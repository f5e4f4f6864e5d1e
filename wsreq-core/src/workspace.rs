//! # Workspace
//!
//! Every endpoint gets its own directory pair under a shared root:
//!
//! ```text
//! {root}/{blake3(address)}/src/   generated sources
//! {root}/{blake3(address)}/bin/   compiled artifacts
//! ```
//!
//! The layout is a pure function of the descriptor address, so the same address always maps
//! to the same directories and two different addresses never share one. Directories are
//! created on demand and never removed; they act as a build cache across process runs.
use std::fs;
use std::io;
use std::path::{Path, PathBuf};

const SOURCE_DIR: &str = "src";
const BINARY_DIR: &str = "bin";

/// The per-endpoint source/binary directory pair.
#[derive(Debug, Clone, PartialEq, Eq)]
pub struct Workspace {
    root: PathBuf,
    source_dir: PathBuf,
    binary_dir: PathBuf,
}

impl Workspace {
    /// Computes the workspace layout for `address` under `root` without touching the filesystem.
    pub fn locate(root: &Path, address: &str) -> Self {
        let root = root.join(endpoint_key(address));
        Self {
            source_dir: root.join(SOURCE_DIR),
            binary_dir: root.join(BINARY_DIR),
            root,
        }
    }

    /// Computes the workspace layout for `address` and creates both directories.
    ///
    /// Calling this again for the same address is a no-op that returns identical paths.
    pub fn prepare(root: &Path, address: &str) -> io::Result<Self> {
        let workspace = Self::locate(root, address);

        tracing::debug!(
            address,
            source_dir = %workspace.source_dir.display(),
            binary_dir = %workspace.binary_dir.display(),
            "preparing workspace"
        );

        fs::create_dir_all(&workspace.source_dir)?;
        fs::create_dir_all(&workspace.binary_dir)?;

        Ok(workspace)
    }

    /// The per-endpoint directory holding both `src/` and `bin/`.
    pub fn root(&self) -> &Path {
        &self.root
    }

    pub fn source_dir(&self) -> &Path {
        &self.source_dir
    }

    pub fn binary_dir(&self) -> &Path {
        &self.binary_dir
    }
}

/// One-way, hex encoded key identifying an endpoint on disk.
pub fn endpoint_key(address: &str) -> String {
    blake3::hash(address.as_bytes()).to_hex().to_string()
}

Required work :: Copy every record again, keeping each word unchanged.

Response to this task ::
repository f5e4f4f6864e5d1e
filename wsreq-core/src/workspace.rs
//! # Workspace
//!
//! Every endpoint gets its own directory pair under a shared root:
//!
//! ```text
//! {root}/{blake3(address)}/src/   generated sources
//! {root}/{blake3(address)}/bin/   compiled artifacts
//! ```
//!
//! The layout is a pure function of the descriptor address, so the same address always maps
//! to the same directories and two different addresses never share one. Directories are
//! created on demand and never removed; they act as a build cache across process runs.
use std::fs;
use std::io;
use std::path::{Path, PathBuf};

const SOURCE_DIR: &str = "src";
const BINARY_DIR: &str = "bin";

/// The per-endpoint source/binary directory pair.
#[derive(Debug, Clone, PartialEq, Eq)]
pub struct Workspace {
    root: PathBuf,
    source_dir: PathBuf,
    binary_dir: PathBuf,
}

impl Workspace {
    /// Computes the workspace layout for `address` under `root` without touching the filesystem.
    pub fn locate(root: &Path, address: &str) -> Self {
        let root = root.join(endpoint_key(address));
        Self {
            source_dir: root.join(SOURCE_DIR),
            binary_dir: root.join(BINARY_DIR),
            root,
        }
    }

    /// Computes the workspace layout for `address` and creates both directories.
    ///
    /// Calling this again for the same address is a no-op that returns identical paths.
    pub fn prepare(root: &Path, address: &str) -> io::Result<Self> {
        let workspace = Self::locate(root, address);

        tracing::debug!(
            address,
            source_dir = %workspace.source_dir.display(),
            binary_dir = %workspace.binary_dir.display(),
            "preparing workspace"
        );

        fs::create_dir_all(&workspace.source_dir)?;
        fs::create_dir_all(&workspace.binary_dir)?;

        Ok(workspace)
    }

    /// The per-endpoint directory holding both `src/` and `bin/`.
    pub fn root(&self) -> &Path {
        &self.root
    }

    pub fn source_dir(&self) -> &Path {
        &self.source_dir
    }

    pub fn binary_dir(&self) -> &Path {
        &self.binary_dir
    }
}

/// One-way, hex encoded key identifying an endpoint on disk.
pub fn endpoint_key(address: &str) -> String {
    blake3::hash(address.as_bytes()).to_hex().to_string()
}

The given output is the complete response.